“C’è un grosso problema”: Roberta Bruzzone su Resinovich, gelo in studio

La tragica scomparsa di Liliana Resinovich, avvenuta il 14 dicembre 2021 a Trieste, continua a suscitare interrogativi e a dividere l’opinione pubblica. La donna, di 63 anni, è stata ritrovata senza vita dopo giorni di ricerche, e da quel momento il caso ha generato un acceso dibattito tra esperti e cittadini, alimentato dalle diverse teorie che circolano riguardo alla sua morte. Mentre alcuni sostengono l’ipotesi del suicidio, altri credono fermamente che si tratti di un omicidio.

Recentemente, una nuova perizia commissionata dalla Procura di Trieste ha riaperto il dibattito, aggiungendo dettagli che potrebbero avere un impatto significativo sulle indagini. La relazione indica che il decesso di Liliana potrebbe essere avvenuto nella fascia oraria mattutina, presumibilmente entro le 12:00, basandosi sull’ora dell’ultima colazione della vittima, consumata tra le 8:00 e le 8:30. Questo nuovo elemento potrebbe rivelarsi cruciale nel riesaminare gli alibi di eventuali sospetti.

Le Parole della Criminologa Roberta Bruzzone

Durante una recente puntata del programma “Zona Bianca”, la criminologa Roberta Bruzzone ha fornito un’analisi approfondita del caso, evidenziando le complessità che ostacolano la ricerca della verità. Bruzzone ha sottolineato che il problema principale non è solo la nuova consulenza tecnica, che mette in discussione aspetti fondamentali, ma anche il tempo trascorso dall’accaduto. “Dopo più di tre anni, molte attività investigative che potrebbero essere decisive per verificare gli alibi di alcune persone sono diventate più complesse,” ha dichiarato.

Bruzzone ha anche messo in evidenza la difficoltà di conciliare le diverse interpretazioni delle autopsie. Mentre la prima analisi medico-legale aveva portato a considerare il suicidio, la nuova perizia suggerisce un possibile omicidio. La criminologa ha avvertito che è comune che esami autoptici condotti da esperti diversi portino a conclusioni divergenti, alimentando ulteriormente la confusione.

Un’Indagine Sempre Più Complessa

Il caso di Liliana Resinovich si trova ora in una fase complicata. Bruzzone ha espresso dubbi sulla possibilità di arrivare a una conclusione decisiva, avvertendo che la revisione dell’ipotesi iniziale deve essere supportata da prove concrete. “Non stiamo solo cercando di stabilire se c’è stata un’aggressione, ma dobbiamo anche identificare con certezza il luogo dell’accaduto e l’eventuale presenza di una terza persona,” ha sottolineato.

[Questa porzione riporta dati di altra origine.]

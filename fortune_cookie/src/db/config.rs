//! Database configuration module.
//!
//! Connection settings for the direct profile store (the Supabase Postgres
//! instance behind the auth provider).

use crate::config::{ConfigError, parse_env_or};

/// Database configuration
#[derive(Debug, Clone)]
pub struct DatabaseConfig {
    /// PostgreSQL connection URL
    pub database_url: String,

    /// Maximum number of connections in the pool
    pub max_connections: u32,

    /// Minimum number of connections in the pool
    pub min_connections: u32,

    /// Connection timeout in seconds
    pub connection_timeout_secs: u64,

    /// Idle connection timeout in seconds
    pub idle_timeout_secs: u64,
}

impl DatabaseConfig {
    /// Create configuration from environment variables
    ///
    /// Expected environment variables:
    /// - `DATABASE_URL`: PostgreSQL connection string
    /// - `DB_MAX_CONNECTIONS`: Maximum pool size (default: 4)
    /// - `DB_MIN_CONNECTIONS`: Minimum pool size (default: 0)
    /// - `DB_CONNECTION_TIMEOUT`: Connection timeout in seconds (default: 5)
    /// - `DB_IDLE_TIMEOUT`: Idle timeout in seconds (default: 300)
    ///
    /// # Errors
    ///
    /// Returns [`ConfigError::MissingRequired`] if `DATABASE_URL` is not set
    pub fn from_env() -> Result<Self, ConfigError> {
        let database_url =
            std::env::var("DATABASE_URL").map_err(|_| ConfigError::MissingRequired {
                var: "DATABASE_URL".to_string(),
                hint: "Use the Supabase pooler connection string".to_string(),
            })?;

        Ok(Self::with_url_defaults(database_url).with_env_pool_settings())
    }

    /// Create configuration from environment if `DATABASE_URL` is present
    pub fn from_env_optional() -> Option<Self> {
        Self::from_env().ok()
    }

    fn with_url_defaults(database_url: String) -> Self {
        Self {
            database_url,
            max_connections: 4,
            min_connections: 0,
            connection_timeout_secs: 5,
            idle_timeout_secs: 300,
        }
    }

    fn with_env_pool_settings(self) -> Self {
        Self {
            max_connections: parse_env_or("DB_MAX_CONNECTIONS", self.max_connections),
            min_connections: parse_env_or("DB_MIN_CONNECTIONS", self.min_connections),
            connection_timeout_secs: parse_env_or(
                "DB_CONNECTION_TIMEOUT",
                self.connection_timeout_secs,
            ),
            idle_timeout_secs: parse_env_or("DB_IDLE_TIMEOUT", self.idle_timeout_secs),
            ..self
        }
    }

    /// Create a default configuration for development
    pub fn development() -> Self {
        Self::with_url_defaults("postgres://postgres@localhost/fortune_dev".to_string())
    }
}

impl Default for DatabaseConfig {
    fn default() -> Self {
        Self::development()
    }
}
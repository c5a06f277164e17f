//! Direct profile store access over PostgreSQL.
//!
//! The engine falls back to reading the `users` table directly when the
//! backend profile endpoint is unavailable, and upserts the backing user
//! record on every fresh login.

use sqlx::postgres::{PgPool, PgPoolOptions};
use std::time::Duration;

pub mod config;
pub mod repository;

pub use config::DatabaseConfig;
pub use repository::{PgProfileStore, ProfileStore, RepositoryError, RepositoryResult};

/// Database connection pool wrapper
#[derive(Clone)]
pub struct Database {
    pool: PgPool,
}

impl Database {
    /// Create a new database connection pool
    ///
    /// The pool connects lazily; the first query pays the connection cost.
    ///
    /// # Examples
    ///
    /// ```no_run
    /// use fortune_cookie::db::{Database, DatabaseConfig};
    ///
    /// #[tokio::main]
    /// async fn main() -> Result<(), sqlx::Error> {
    ///     let config = DatabaseConfig::development();
    ///     let db = Database::new(&config)?;
    ///     db.health_check().await?;
    ///     Ok(())
    /// }
    /// ```
    pub fn new(config: &DatabaseConfig) -> Result<Self, sqlx::Error> {
        let pool = PgPoolOptions::new()
            .max_connections(config.max_connections)
            .min_connections(config.min_connections)
            .acquire_timeout(Duration::from_secs(config.connection_timeout_secs))
            .idle_timeout(Duration::from_secs(config.idle_timeout_secs))
            .connect_lazy(&config.database_url)?;

        Ok(Self { pool })
    }

    /// Get a reference to the connection pool
    pub fn pool(&self) -> &PgPool {
        &self.pool
    }

    /// Check if the database connection is healthy
    pub async fn health_check(&self) -> Result<(), sqlx::Error> {
        sqlx::query("SELECT 1").execute(&self.pool).await?;
        Ok(())
    }
}
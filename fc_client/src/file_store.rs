//! File-backed local store.
//!
//! Keeps the whole key/value map in memory and rewrites a single JSON file on
//! every change, which is plenty for a handful of flags and one cached
//! profile.

use std::{
    collections::BTreeMap,
    fs,
    path::{Path, PathBuf},
    sync::{Mutex, MutexGuard},
};

use fortune_cookie::store::{LocalStore, StoreResult};

/// JSON map file implementing [`LocalStore`]
pub struct FileStore {
    path: PathBuf,
    entries: Mutex<BTreeMap<String, String>>,
}

impl FileStore {
    /// Open the store at `path`, creating it on first write
    ///
    /// # Errors
    ///
    /// Returns a store error if the file exists but cannot be read or parsed
    pub fn open(path: impl AsRef<Path>) -> StoreResult<Self> {
        let path = path.as_ref().to_path_buf();
        let entries = match fs::read_to_string(&path) {
            Ok(text) if text.trim().is_empty() => BTreeMap::new(),
            Ok(text) => serde_json::from_str(&text)?,
            Err(e) if e.kind() == std::io::ErrorKind::NotFound => BTreeMap::new(),
            Err(e) => return Err(e.into()),
        };

        log::debug!("Local store at {} holds {} keys", path.display(), entries.len());
        Ok(Self {
            path,
            entries: Mutex::new(entries),
        })
    }

    pub fn path(&self) -> &Path {
        &self.path
    }

    fn entries(&self) -> MutexGuard<'_, BTreeMap<String, String>> {
        self.entries.lock().unwrap_or_else(|e| e.into_inner())
    }

    /// Apply `change` to a copy and keep it only once it is on disk
    fn update<F>(&self, change: F) -> StoreResult<()>
    where
        F: FnOnce(&mut BTreeMap<String, String>) -> bool,
    {
        let mut entries = self.entries();
        let mut next = entries.clone();
        if change(&mut next) {
            self.persist(&next)?;
            *entries = next;
        }
        Ok(())
    }

    fn persist(&self, entries: &BTreeMap<String, String>) -> StoreResult<()> {
        if let Some(parent) = self.path.parent()
            && !parent.as_os_str().is_empty()
        {
            fs::create_dir_all(parent)?;
        }
        let text = serde_json::to_string_pretty(entries)?;

        // Atomic replace
        let tmp = self.path.with_extension("tmp");
        fs::write(&tmp, text)?;
        fs::rename(&tmp, &self.path)?;
        Ok(())
    }
}

impl LocalStore for FileStore {
    fn get(&self, key: &str) -> Option<String> {
        self.entries().get(key).cloned()
    }

    fn set(&self, key: &str, value: &str) -> StoreResult<()> {
        self.update(|entries| {
            entries.insert(key.to_string(), value.to_string());
            true
        })
    }

    fn remove(&self, key: &str) -> StoreResult<()> {
        self.update(|entries| entries.remove(key).is_some())
    }

    fn keys(&self) -> Vec<String> {
        self.entries().keys().cloned().collect()
    }
}
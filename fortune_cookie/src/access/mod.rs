//! Access control: the daily gate, the admin gate and their UI collaborators.
//!
//! The backend decides; this module only turns its answer into exactly one
//! redirect or one [`DenialModal`].

pub mod admin;
pub mod countdown;
pub mod gate;
pub mod modal;
pub mod school;

pub use admin::AdminGate;
pub use countdown::{AVAILABLE_NOW, Remaining, remaining_at, run_countdown};
pub use gate::{AccessGate, AccessVerdict, DenialHandler};
pub use modal::{DenialModal, ModalAction};
pub use school::{SCHOOL_PLACEHOLDER, extract_school_name};
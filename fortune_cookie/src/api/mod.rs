//! Backend REST API contract.
//!
//! The backend enforces the business rules; this crate only issues requests
//! and interprets responses. Implementations attach the caller's access
//! token themselves.

pub mod errors;
pub mod models;

use async_trait::async_trait;

use crate::{auth::LoginStatus, profile::Profile};

pub use errors::{ApiError, ApiResult, ErrorBody, classify, is_ban_message, is_deletion_message};
pub use models::{AccessDecision, ProfileUpdate};

/// Backend endpoints consumed by the engine and the gates
#[async_trait]
pub trait BackendApi: Send + Sync {
    /// `POST /api/auth/check-login-status`
    async fn check_login_status(&self, user_id: &str, email: Option<&str>)
    -> ApiResult<LoginStatus>;

    /// `GET /api/auth/profile`
    async fn fetch_profile(&self) -> ApiResult<Profile>;

    /// `PUT /api/auth/profile`
    async fn update_profile(&self, update: &ProfileUpdate) -> ApiResult<Profile>;

    /// `POST /api/auth/logout`
    async fn logout(&self) -> ApiResult<()>;

    /// `POST /api/auth/delete-account`
    async fn delete_account(&self, user_id: Option<&str>) -> ApiResult<()>;

    /// `GET /api/access-control/check-full-access`
    async fn check_full_access(&self) -> ApiResult<AccessDecision>;

    /// `GET /api/access-control/check-access`
    async fn check_access(&self) -> ApiResult<Profile>;
}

Queste dichiarazioni sollevano interrogativi inquietanti: se Liliana non si fosse tolta la vita, chi potrebbe essere coinvolto nella sua morte? Esistono prove tangibili che possano portare all’emergere di nuovi sospettati?

Il Ruolo della Procura e le Difficoltà Investigative

Dal punto di vista giudiziario, la Procura di Trieste ha sempre basato le proprie conclusioni sugli elementi disponibili al momento dell’indagine. Inizialmente, non erano emerse evidenze sufficienti per ipotizzare un omicidio, giustificando così la richiesta di archiviazione del caso. Tuttavia, l’arrivo di nuove analisi potrebbe aprire la strada a ulteriori sviluppi investigativi.

Una delle sfide principali è legata al tempo trascorso. Dopo tre anni, è probabile che molte prove materiali siano state compromesse o addirittura perse, e le testimonianze che avrebbero potuto fornire dettagli cruciali potrebbero non essere più affidabili.

La Reazione della Comunità e dell’Opinione Pubblica

Il caso di Liliana Resinovich ha attratto una notevole attenzione mediatica e ha diviso l’opinione pubblica. Da un lato, c’è chi crede fermamente che si tratti di un suicidio; dall’altro, molti ritengono che ci sia un colpevole ancora libero. La famiglia della vittima, insieme a molti cittadini, chiede giustizia e chiarezza su una vicenda che continua a rimanere avvolta nel mistero.